Form a sequence $(En)_{n\ge0}$ of subsets of $R$ as follows: $E_{0} = [0, 1]$; $E_{1}$ is obtained from $E_{0}$ by removing the open middle interval of length $1/5$, i.e. $E_{1} = [0,2/5]∪[3/5, 1]$; $E_2$ is obtained by removing the open middle intervals of length $1/25$ from each of the $2$ intervals forming $E_{1}$, i.e. $E_{2} = [0,9/50 ] ∪ [11/50 ,2/5] ∪ [3/5,39/50 ] ∪ [41/50 , 1]$; In general, $E_{n}$ is obtained by removing the open middle intervals of length $1/5^{n}$ from each of the $ 2^{n−1}$ intervals forming $E_{n−1}$.
Let $E =\bigcap_{n=1}^{\infty} E_n$.
I'm trying to find the relation between $n$ and the length the of each $2^n$ interval ,
The only relation I could find is $L_{n}=(5^{n}-\sum_{k=1}^{n}5^{n-k}2^{k-1})/10^{n}$
Can any one help me with better relation , this one is not helping me to prove $E$ has zero measure .

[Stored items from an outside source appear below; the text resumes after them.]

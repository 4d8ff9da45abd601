//! # Attachment Storage
//!
//! Filesystem storage for report attachments. Uploaded files are validated
//! against an extension allow-list and a size cap, renamed to a random
//! filename under a per-report directory, and hashed with SHA-256. The
//! database row is the source of truth; on a failed insert the written
//! file is removed again.

use std::path::{Path, PathBuf};

use entity::report_attachments::AttachmentType;
use error::AppError;
use sha2::{Digest, Sha256};
use uuid::Uuid;

use crate::ServerResult;

/// Maximum accepted attachment size in bytes (10 MiB).
pub const MAX_ATTACHMENT_BYTES: usize = 10 * 1024 * 1024;

/// Extensions accepted for upload.
pub const ALLOWED_EXTENSIONS: [&str; 10] = [
    "pdf", "docx", "xlsx", "pptx", "jpg", "jpeg", "png", "gif", "txt", "zip",
];

/// Validated upload metadata, ready for the database row.
#[derive(Debug, Clone)]
pub struct PreparedUpload {
    /// Lowercased file extension
    pub extension:       String,
    /// Randomized on-disk filename
    pub stored_filename: String,
    /// Classification derived from the extension
    pub attachment_type: AttachmentType,
    /// MIME type derived from the extension
    pub mime_type:       String,
    /// SHA-256 hex digest of the content
    pub file_hash:       String,
    /// Content length in bytes
    pub file_size:       i64,
}

/// Extracts the lowercased extension from an uploaded filename.
fn extension_of(filename: &str) -> Option<String> {
    Path::new(filename)
        .extension()
        .and_then(|ext| ext.to_str())
        .map(str::to_lowercase)
}

/// Validates an uploaded filename against the allow-list.
///
/// # Errors
///
/// Returns a validation error when the extension is missing or not allowed.
pub fn validate_extension(filename: &str) -> ServerResult<String> {
    let ext = extension_of(filename)
        .ok_or_else(|| AppError::validation(format!("File '{filename}' has no extension")))?;

    if !ALLOWED_EXTENSIONS.contains(&ext.as_str()) {
        return Err(AppError::validation(format!("File type '{ext}' is not allowed")));
    }

    Ok(ext)
}

/// Classifies an extension into a coarse attachment type.
#[must_use]
pub fn classify_extension(ext: &str) -> AttachmentType {
    match ext {
        "jpg" | "jpeg" | "png" | "gif" => AttachmentType::Image,
        "pdf" | "docx" | "txt" => AttachmentType::Document,
        "xlsx" => AttachmentType::Spreadsheet,
        "pptx" => AttachmentType::Presentation,
        "zip" => AttachmentType::Archive,
        _ => AttachmentType::Other,
    }
}

/// MIME type for an allowed extension.
#[must_use]
pub fn mime_for_extension(ext: &str) -> &'static str {
    match ext {
        "pdf" => "application/pdf",
        "docx" => "application/vnd.openxmlformats-officedocument.wordprocessingml.document",
        "xlsx" => "application/vnd.openxmlformats-officedocument.spreadsheetml.sheet",
        "pptx" => "application/vnd.openxmlformats-officedocument.presentationml.presentation",
        "jpg" | "jpeg" => "image/jpeg",
        "png" => "image/png",
        "gif" => "image/gif",
        "txt" => "text/plain",
        "zip" => "application/zip",
        _ => "application/octet-stream",
    }
}

/// SHA-256 hex digest of a byte slice.
#[must_use]
pub fn hash_bytes(data: &[u8]) -> String {
    let digest = Sha256::digest(data);
    let mut out = String::with_capacity(digest.len() * 2);
    for byte in digest {
        out.push_str(&format!("{byte:02x}"));
    }
    out
}

/// Validates an upload and derives its storage metadata.
///
/// # Errors
///
/// Returns a validation error when the extension is not allowed, the
/// content is empty, or the content exceeds [`MAX_ATTACHMENT_BYTES`].
pub fn prepare_upload(original_filename: &str, data: &[u8]) -> ServerResult<PreparedUpload> {
    let extension = validate_extension(original_filename)?;

    if data.is_empty() {
        return Err(AppError::validation("Uploaded file is empty"));
    }
    if data.len() > MAX_ATTACHMENT_BYTES {
        return Err(AppError::validation(format!(
            "File exceeds the maximum size of {} bytes",
            MAX_ATTACHMENT_BYTES
        )));
    }

    let stored_filename = format!("{}.{extension}", Uuid::new_v4());
    let attachment_type = classify_extension(&extension);
    let mime_type = mime_for_extension(&extension).to_string();
    let file_hash = hash_bytes(data);
    let file_size = data.len() as i64;

    Ok(PreparedUpload {
        extension,
        stored_filename,
        attachment_type,
        mime_type,
        file_hash,
        file_size,
    })
}

/// Filesystem layout for attachment storage under a root directory.
#[derive(Debug, Clone)]
pub struct AttachmentStorage {
    root: PathBuf,
}

impl AttachmentStorage {
    /// Creates a storage handle rooted at the given directory.
    #[must_use]
    pub fn new(root: impl Into<PathBuf>) -> Self {
        Self {
            root: root.into(),
        }
    }

    /// Directory holding all attachments of one report.
    #[must_use]
    pub fn report_dir(&self, report_id: Uuid) -> PathBuf { self.root.join(format!("report_{report_id}")) }

    /// Full on-disk path for a stored filename within a report.
    #[must_use]
    pub fn file_path(&self, report_id: Uuid, stored_filename: &str) -> PathBuf {
        self.report_dir(report_id).join(stored_filename)
    }

    /// Writes attachment content to disk, creating the report directory as
    /// needed. Returns the written path.
    ///
    /// # Errors
    ///
    /// Returns a storage error if the directory or file cannot be written.
    pub async fn save(&self, report_id: Uuid, stored_filename: &str, data: &[u8]) -> ServerResult<PathBuf> {
        let dir = self.report_dir(report_id);
        tokio::fs::create_dir_all(&dir)
            .await
            .map_err(|e| AppError::storage(format!("Creating {}: {e}", dir.display())))?;

        let path = dir.join(stored_filename);
        tokio::fs::write(&path, data)
            .await
            .map_err(|e| AppError::storage(format!("Writing {}: {e}", path.display())))?;

        Ok(path)
    }

    /// Removes a single stored file. Missing files are not an error.
    ///
    /// # Errors
    ///
    /// Returns a storage error if the file exists but cannot be removed.
    pub async fn remove_file(&self, report_id: Uuid, stored_filename: &str) -> ServerResult<()> {
        let path = self.file_path(report_id, stored_filename);
        match tokio::fs::remove_file(&path).await {
            Ok(()) => Ok(()),
            Err(e) if e.kind() == std::io::ErrorKind::NotFound => Ok(()),
            Err(e) => Err(AppError::storage(format!("Removing {}: {e}", path.display()))),
        }
    }

    /// Removes a report's whole attachment directory. Missing directories
    /// are not an error.
    ///
    /// # Errors
    ///
    /// Returns a storage error if the directory exists but cannot be removed.
    pub async fn remove_report_dir(&self, report_id: Uuid) -> ServerResult<()> {
        let dir = self.report_dir(report_id);
        match tokio::fs::remove_dir_all(&dir).await {
            Ok(()) => Ok(()),
            Err(e) if e.kind() == std::io::ErrorKind::NotFound => Ok(()),
            Err(e) => Err(AppError::storage(format!("Removing {}: {e}", dir.display()))),
        }
    }
}

#[cfg(test)]
mod tests {
    use super::*;

    #[test]
    fn test_validate_extension_allowed() {
        assert_eq!(validate_extension("trip-report.PDF").unwrap(), "pdf");
        assert_eq!(validate_extension("photo.jpeg").unwrap(), "jpeg");
    }

    #[test]
    fn test_validate_extension_rejected() {
        assert!(validate_extension("malware.exe").is_err());
        assert!(validate_extension("no_extension").is_err());
        assert!(validate_extension("script.sh").is_err());
    }

    #[test]
    fn test_classify_extension() {
        assert_eq!(classify_extension("png"), AttachmentType::Image);
        assert_eq!(classify_extension("pdf"), AttachmentType::Document);
        assert_eq!(classify_extension("xlsx"), AttachmentType::Spreadsheet);
        assert_eq!(classify_extension("pptx"), AttachmentType::Presentation);
        assert_eq!(classify_extension("zip"), AttachmentType::Archive);
    }

    #[test]
    fn test_mime_for_extension() {
        assert_eq!(mime_for_extension("pdf"), "application/pdf");
        assert_eq!(mime_for_extension("jpg"), "image/jpeg");
        assert_eq!(mime_for_extension("jpeg"), "image/jpeg");
        assert_eq!(mime_for_extension("unknown"), "application/octet-stream");
    }

    #[test]
    fn test_hash_bytes_known_digest() {
        // SHA-256 of the empty string
        assert_eq!(
            hash_bytes(b""),
            "e3b0c44298fc1c149afbf4c8996fb92427ae41e4649b934ca495991b7852b855"
        );
    }

    #[test]
    fn test_prepare_upload_rejects_oversize() {
        let data = vec![0u8; MAX_ATTACHMENT_BYTES + 1];
        let result = prepare_upload("big.pdf", &data);
        assert!(result.is_err());
    }

    #[test]
    fn test_prepare_upload_rejects_empty() {
        assert!(prepare_upload("empty.txt", &[]).is_err());
    }

    #[test]
    fn test_prepare_upload_metadata() {
        let upload = prepare_upload("Notes.TXT", b"mission notes").unwrap();
        assert_eq!(upload.extension, "txt");
        assert_eq!(upload.attachment_type, AttachmentType::Document);
        assert_eq!(upload.mime_type, "text/plain");
        assert_eq!(upload.file_size, 13);
        assert!(upload.stored_filename.ends_with(".txt"));
    }

    #[tokio::test]
    async fn test_save_and_remove_roundtrip() {
        let dir = tempfile::tempdir().unwrap();
        let storage = AttachmentStorage::new(dir.path());
        let report_id = Uuid::new_v4();

        let path = storage.save(report_id, "file.txt", b"contents").await.unwrap();
        assert!(path.exists());

        storage.remove_file(report_id, "file.txt").await.unwrap();
        assert!(!path.exists());

        // Removing again is not an error.
        storage.remove_file(report_id, "file.txt").await.unwrap();
    }

    #[tokio::test]
    async fn test_remove_report_dir() {
        let dir = tempfile::tempdir().unwrap();
        let storage = AttachmentStorage::new(dir.path());
        let report_id = Uuid::new_v4();

        storage.save(report_id, "a.txt", b"a").await.unwrap();
        storage.save(report_id, "b.txt", b"b").await.unwrap();

        storage.remove_report_dir(report_id).await.unwrap();
        assert!(!storage.report_dir(report_id).exists());
    }
}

They've pretty much already told you the main point: you start with measure $1$ and at the $n$th step you remove $2^{n-1}$ disjoint intervals each of which has measure $5^{-n}$. So the amount of measure that you remove is $\sum_{n=1}^\infty 2^{n-1} 5^{-n}$. This sum is easy to calculate using the geometric series.